DEV Community


Discussion on: How to encrypt strings & files in your source code?

bartosz profile image
Bartosz Wójcik Author

Everyone is using encryption, in one form or another. I have seen many, many legit applications with encryption for simple messages, just to hide it from prying eyes. Encryption is used everywhere. To hide configuration settings, to hide database contents, to hide proprietary project formats. Most deployed JavaScript source codes on the web are either obfuscated (with some sort of encryption for strings and variables) or minified.

Thread Thread
moopet profile image
Ben Sinclair

Most deployed Javascript is minified, not obfuscated.
Encryption is used mostly to secure communication between two parties or to restrict who can play your media (like DRM). I can't think of any use case for it in things like hiding configuration settings or database contents. The fact is, if your client-side code has to decrypt something, then the decrypted version exists on the client's computer, rendering the encryption moot.

Thread Thread
bartosz profile image
Bartosz Wójcik Author • Edited

Well Ben you didn't understand the purpose of this extension, it's not meant to replace traditional encryption algorithms like AES but to provide quick help for regular developers to hide simple things from curious users who might want to sniff around your source codes.

Encryption is used everywhere Ben. I did native, web, mobile development and everyone is using some forms of encryption.
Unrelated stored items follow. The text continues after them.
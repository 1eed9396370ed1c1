//! Request logging middleware.
//!
//! Opens one span per request and logs arrival and completion inside it.

use axum::{body::Body, http::Request, response::Response};
use std::task::{Context, Poll};
use std::time::Instant;
use tower::{Layer, Service};
use tracing::{info, info_span, Instrument, Span};

/// Logging layer that creates spans for each request
#[derive(Clone, Default)]
pub struct LoggingLayer;

impl LoggingLayer {
    pub fn new() -> Self {
        Self
    }
}

impl<S> Layer<S> for LoggingLayer {
    type Service = LoggingService<S>;

    fn layer(&self, inner: S) -> Self::Service {
        LoggingService { inner }
    }
}

/// Logging service
#[derive(Clone)]
pub struct LoggingService<S> {
    inner: S,
}

impl<S> Service<Request<Body>> for LoggingService<S>
where
    S: Service<Request<Body>, Response = Response> + Clone + Send + 'static,
    S::Future: Send,
{
    type Response = Response;
    type Error = S::Error;
    type Future = std::pin::Pin<
        Box<dyn std::future::Future<Output = Result<Self::Response, Self::Error>> + Send>,
    >;

    fn poll_ready(&mut self, cx: &mut Context<'_>) -> Poll<Result<(), Self::Error>> {
        self.inner.poll_ready(cx)
    }

    fn call(&mut self, req: Request<Body>) -> Self::Future {
        let mut inner = self.inner.clone();

        let span = info_span!(
            "http_request",
            http.method = %req.method(),
            http.target = %req.uri().path(),
            http.status = tracing::field::Empty,
        );

        Box::pin(
            async move {
                let started = Instant::now();
                info!("--> request received");

                let result = inner.call(req).await;

                let elapsed_ms = started.elapsed().as_millis() as u64;
                match &result {
                    Ok(response) => {
                        let status = response.status().as_u16();
                        Span::current().record("http.status", status);
                        info!(status, elapsed_ms, "<-- request completed");
                    }
                    Err(_) => {
                        info!(elapsed_ms, "<-- request failed");
                    }
                }

                result
            }
            .instrument(span),
        )
    }
}
//! # Domain Errors
//!
//! Typed failure conditions returned by every `Datastore` operation. The
//! store never panics on bad input; it reports one of these instead.

use thiserror::Error;

/// Errors that can occur during store operations.
#[derive(Debug, Clone, PartialEq, Eq, Error)]
pub enum StoreError {
    /// The referenced entity does not exist.
    #[error("{kind} not found: {id}")]
    NotFound { kind: &'static str, id: String },

    /// The request was rejected before touching any state.
    #[error("invalid argument: {0}")]
    InvalidArgument(String),

    /// The backing store cannot be reached.
    #[error("store unavailable: {0}")]
    Unavailable(String),

    /// Unexpected backend failure.
    #[error("internal store error: {0}")]
    Internal(String),
}

impl StoreError {
    pub fn report_run_not_found(id: &str) -> Self {
        Self::NotFound {
            kind: "report run",
            id: id.to_string(),
        }
    }

    pub fn user_not_found(id: &str) -> Self {
        Self::NotFound {
            kind: "user",
            id: id.to_string(),
        }
    }

    pub fn is_not_found(&self) -> bool {
        matches!(self, Self::NotFound { .. })
    }
}

/// Result type for store operations.
pub type StoreResult<T> = Result<T, StoreError>;
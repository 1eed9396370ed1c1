use super::{parse_json, AppState};
use crate::domain::error::ApiResult;
use crate::middleware::Principal;
use axum::{body::Bytes, extract::State, http::StatusCode, Extension, Json};
use nhd_store::User;
use serde_json::{json, Value};
use tracing::info;

/// `POST /users/register` (admin). Creates or overwrites an operator profile.
pub async fn register_user(
    State(state): State<AppState>,
    Extension(principal): Extension<Principal>,
    body: Bytes,
) -> ApiResult<(StatusCode, Json<Value>)> {
    let user: User = parse_json(&body)?;
    let user_id = user.user_id.clone();
    let is_admin = user.is_admin();
    state.store.create_user(user).await?;

    info!(user_id = %user_id, is_admin, registered_by = %principal.uid, "User registered");
    Ok((StatusCode::CREATED, Json(json!({ "user_id": user_id }))))
}
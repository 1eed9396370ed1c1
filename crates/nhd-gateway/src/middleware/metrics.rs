//! Status-code metrics.
//!
//! Counts every completed request by final HTTP status. Scrapes of the
//! metrics endpoint itself are not counted.

use axum::{body::Body, http::Request, response::Response};
use parking_lot::RwLock;
use std::collections::BTreeMap;
use std::sync::Arc;
use tower::{Layer, Service};

/// Path of the metrics endpoint, excluded from counting.
pub const METRICS_PATH: &str = "/metrics";

/// Status code -> request count
#[derive(Debug, Default)]
pub struct StatusMetrics {
    counts: RwLock<BTreeMap<u16, u64>>,
}

impl StatusMetrics {
    pub fn new() -> Self {
        Self::default()
    }

    /// Record one completed request
    pub fn record(&self, status: u16) {
        *self.counts.write().entry(status).or_insert(0) += 1;
    }

    /// Copy of the current counts
    pub fn snapshot(&self) -> BTreeMap<u16, u64> {
        self.counts.read().clone()
    }

    /// Total number of recorded requests
    pub fn total(&self) -> u64 {
        self.counts.read().values().sum()
    }
}

/// Metrics layer
#[derive(Clone)]
pub struct MetricsLayer {
    metrics: Arc<StatusMetrics>,
}

impl MetricsLayer {
    pub fn new(metrics: Arc<StatusMetrics>) -> Self {
        Self { metrics }
    }
}

impl<S> Layer<S> for MetricsLayer {
    type Service = MetricsService<S>;

    fn layer(&self, inner: S) -> Self::Service {
        MetricsService {
            inner,
            metrics: Arc::clone(&self.metrics),
        }
    }
}

/// Metrics service
#[derive(Clone)]
pub struct MetricsService<S> {
    inner: S,
    metrics: Arc<StatusMetrics>,
}

impl<S> Service<Request<Body>> for MetricsService<S>
where
    S: Service<Request<Body>, Response = Response> + Clone + Send + 'static,
    S::Future: Send,
{
    type Response = Response;
    type Error = S::Error;
    type Future = std::pin::Pin<
        Box<dyn std::future::Future<Output = Result<Self::Response, Self::Error>> + Send>,
    >;

    fn poll_ready(
        &mut self,
        cx: &mut std::task::Context<'_>,
    ) -> std::task::Poll<Result<(), Self::Error>> {
        self.inner.poll_ready(cx)
    }

    fn call(&mut self, req: Request<Body>) -> Self::Future {
        let metrics = Arc::clone(&self.metrics);
        let mut inner = self.inner.clone();
        let counted = req.uri().path() != METRICS_PATH;

        Box::pin(async move {
            let result = inner.call(req).await;
            if counted {
                if let Ok(response) = &result {
                    metrics.record(response.status().as_u16());
                }
            }
            result
        })
    }
}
Communication channels encryption, messages encryption, database encryption (in automotive software for example), executables encryption to prevent cracking of software, configuration files encryption to prevent someone from tampering with the settings (a lot of games is doing that, also for static configurations), secret endpoints encryption, database connection strings encryption in desktop apps, static project files encryption to prevent patching it or easily stealing its content. Plenty of encryption everywhere.

Every decryption code gets executed at some point, no matter if you use AES, external DLL libraries in native apps or my solution.